Olufela Olusegun Ransome-Kuti: A political and musical maverick

Olufela Olusegun Ransome-Kuti, best known as Fela Anikulapo Kuti was born in Abeokuta, Nigeria into an upper-middle class family on the 15th of October, 1938. His mother, Funmilayo Ransome-Kuti was a feminist activist in the anti-colonial movement while his father, Reverend Israel Ransome-Kuti was the first president of the Nigerian Union of Teachers.
Fela was sent to London in 1958 to study medicine but he decided to study music instead. He formed the band Koola Lobitos, playing a fusion of highlife and jazz. He married his first wife, Remilekun Taylor in 1960 and in 1967, he went to Ghana to think up a new musical direction after which he began calling his music Afrobeat. In 1977, Fela and his newly renamed band, Afrika’70, released the album Zombie in which they described and lampooned the methods of the Nigerian military and this album was a smash hit. Due to this, Fela suffered major losses and was severely beaten. He also formed his own political party called Movement of the People, putting himself forward for president for more than a decade but his candidature was refused. Fela was announced dead on the 3rd of Augur, 1997 from Kaposi sarcoma brought on by AIDS. Rumor had it that Fela had refused treatment before his death.
Fela’s life as a person, a musician and as an activist can’t be easily described or summarized but he managed to combine them and the product was his eccentric character. Though I believe the spirit of activism runs in the blood of the Kutis; Fela was a first cousin to the Nigerian writer and Nobel Laureate, Wole Soyinka.

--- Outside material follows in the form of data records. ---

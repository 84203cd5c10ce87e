use reqwest::Proxy;

/// Proxy configuration types
#[derive(Debug, Clone, PartialEq, Eq, Copy, Default)]
#[cfg_attr(feature = "clap", derive(clap::ValueEnum))]
pub enum ProxyType {
    /// HTTP proxy
    Http,
    /// HTTPS proxy
    Https,
    /// SOCKS5 proxy
    Socks5,
    /// All protocols proxy (use this for general-purpose proxies)
    #[default]
    All,
}

/// Proxy authentication type
#[derive(Debug, Clone)]
pub struct ProxyAuth {
    /// Username for proxy authentication
    pub username: String,
    /// Password for proxy authentication
    pub password: String,
}

/// Proxy configuration
#[derive(Debug, Clone)]
pub struct ProxyConfig {
    /// Proxy server URL (e.g., "http://proxy.example.com:8080")
    pub url: String,
    /// Type of proxy (HTTP, HTTPS, SOCKS5)
    pub proxy_type: ProxyType,
    /// Authentication for the proxy (optional)
    pub auth: Option<ProxyAuth>,
}

impl ProxyConfig {
    pub fn new(url: impl Into<String>, proxy_type: ProxyType) -> Self {
        Self {
            url: url.into(),
            proxy_type,
            auth: None,
        }
    }

    pub fn with_auth(mut self, username: impl Into<String>, password: impl Into<String>) -> Self {
        self.auth = Some(ProxyAuth {
            username: username.into(),
            password: password.into(),
        });
        self
    }
}

/// Build a reqwest Proxy object from our proxy configuration
pub fn build_proxy_from_config(config: &ProxyConfig) -> Result<Proxy, String> {
    let proxy_url = &config.url;

    // Create the appropriate proxy based on type
    let mut proxy = match config.proxy_type {
        ProxyType::Http => {
            Proxy::http(proxy_url).map_err(|e| format!("Invalid HTTP proxy URL: {e}"))?
        }
        ProxyType::Https => {
            Proxy::https(proxy_url).map_err(|e| format!("Invalid HTTPS proxy URL: {e}"))?
        }
        ProxyType::Socks5 => {
            // Make sure URL starts with socks5://
            let url = if proxy_url.starts_with("socks5://") || proxy_url.starts_with("socks5h://")
            {
                proxy_url.to_string()
            } else {
                format!("socks5://{proxy_url}")
            };

            Proxy::all(&url).map_err(|e| format!("Invalid SOCKS5 proxy URL: {e}"))?
        }
        ProxyType::All => Proxy::all(proxy_url).map_err(|e| format!("Invalid proxy URL: {e}"))?,
    };

    // Add authentication if provided
    if let Some(auth) = &config.auth {
        proxy = proxy.basic_auth(&auth.username, &auth.password);
    }

    Ok(proxy)
}
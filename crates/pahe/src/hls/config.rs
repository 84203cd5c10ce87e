use std::path::PathBuf;
use std::time::Duration;

use crate::DownloaderConfig;

/// Concurrency above which the origin tends to throttle harder than it helps.
pub const CONCURRENCY_ADVISORY_LIMIT: usize = 50;

// --- Top-Level Configuration ---
#[derive(Debug, Clone, Default)]
pub struct HlsConfig {
    /// Base downloader configuration
    pub base: DownloaderConfig,
    pub playlist_config: HlsPlaylistConfig,
    pub scheduler_config: HlsSchedulerConfig,
    pub fetcher_config: HlsFetcherConfig,
    pub decryption_config: HlsDecryptionConfig,
    pub output_config: HlsOutputConfig,
}

impl HlsConfig {
    pub fn builder() -> crate::protocol_builder::HlsConfigBuilder {
        crate::protocol_builder::HlsConfigBuilder::new()
    }
}

// --- Playlist Configuration ---
#[derive(Debug, Clone)]
pub struct HlsPlaylistConfig {
    /// Master playlist location; `{token}` is replaced by the episode session token.
    pub master_url_template: String,
    pub playlist_fetch_timeout: Duration,
}

impl Default for HlsPlaylistConfig {
    fn default() -> Self {
        Self {
            master_url_template: "https://kwik.cx/stream/{token}/master.m3u8".to_string(),
            playlist_fetch_timeout: Duration::from_secs(15),
        }
    }
}

// --- Scheduler Configuration ---
#[derive(Debug, Clone)]
pub struct HlsSchedulerConfig {
    pub download_concurrency: usize, // Max segments in the Downloading state
}

impl Default for HlsSchedulerConfig {
    fn default() -> Self {
        Self {
            download_concurrency: 5,
        }
    }
}

// --- Fetcher Configuration ---
#[derive(Debug, Clone)]
pub struct HlsFetcherConfig {
    pub segment_download_timeout: Duration,
    /// Total attempts per segment, the first one included.
    pub max_segment_attempts: u32,
    pub segment_retry_delay_base: Duration, // Base for exponential backoff, zero disables it
    pub key_download_timeout: Duration,
}

impl Default for HlsFetcherConfig {
    fn default() -> Self {
        Self {
            segment_download_timeout: Duration::from_secs(30),
            max_segment_attempts: 3,
            segment_retry_delay_base: Duration::from_millis(250),
            key_download_timeout: Duration::from_secs(10),
        }
    }
}

/// IV used for AES-128 segments whose key directive declares none.
#[derive(Debug, Clone, Copy, Default, PartialEq, Eq)]
#[cfg_attr(feature = "clap", derive(clap::ValueEnum))]
pub enum IvPolicy {
    /// All-zero IV, the legacy behaviour of the content host.
    #[default]
    Zero,
    /// Big-endian media sequence number, as RFC 8216 prescribes.
    MediaSequence,
}

// --- Decryption Configuration ---
#[derive(Debug, Clone, Default)]
pub struct HlsDecryptionConfig {
    pub iv_policy: IvPolicy,
}

/// How finished segments become the output file.
#[derive(Debug, Clone, Default, PartialEq, Eq)]
pub enum AssemblyMode {
    /// Byte-level concatenation in playlist order.
    #[default]
    Concat,
    /// Stream-copy remux through ffmpeg's concat demuxer.
    Remux { ffmpeg: PathBuf },
}

#[derive(Debug, Clone, Default)]
pub struct HlsOutputConfig {
    pub assembly_mode: AssemblyMode,
    /// Where per-episode work directories are created. Defaults to the output file's directory.
    pub work_dir: Option<PathBuf>,
}
//! # Pahe engine
//!
//! Downloads one episode of a series from an HLS source into a single file.
//!
//! ## Features
//!
//! - Variant selection by resolution and audio language
//! - AES-128 segment decryption with one key fetch per key URI
//! - Bounded concurrent segment download with retry
//! - Ordered reassembly by byte concatenation or ffmpeg stream copy

pub mod builder;
pub mod config;
pub mod downloader;
pub mod error;
pub mod hls;
pub mod protocol_builder;
pub mod proxy;

pub use builder::DownloaderConfigBuilder;
pub use config::DownloaderConfig;
pub use error::DownloadError;

// Re-export protocol builders
pub use protocol_builder::{HlsConfigBuilder, ProtocolBuilder};

// Re-export downloader utilities
pub use downloader::create_client;

// Re-export proxy utilities
pub use proxy::{ProxyAuth, ProxyConfig, ProxyType};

Fela’s music was a complex fusion of Jazz, Funk, Highlife, Psychedelic Rock and traditional African chants and rhythms. His music had this head-bobbing, powerful, funky feeling to it as well as simple but hard hitting lyrics. Yes, he exhibited some….weird traits but never failed in the area of speaking up his mind. He was quick to judge the irrational decisions taken by the government.
In other words, He used a very simple style, music, to fight for what he believed and simply spoke the truth. Fela is dead but his legacy lives on. After all he did say “I no be gentleman at all..”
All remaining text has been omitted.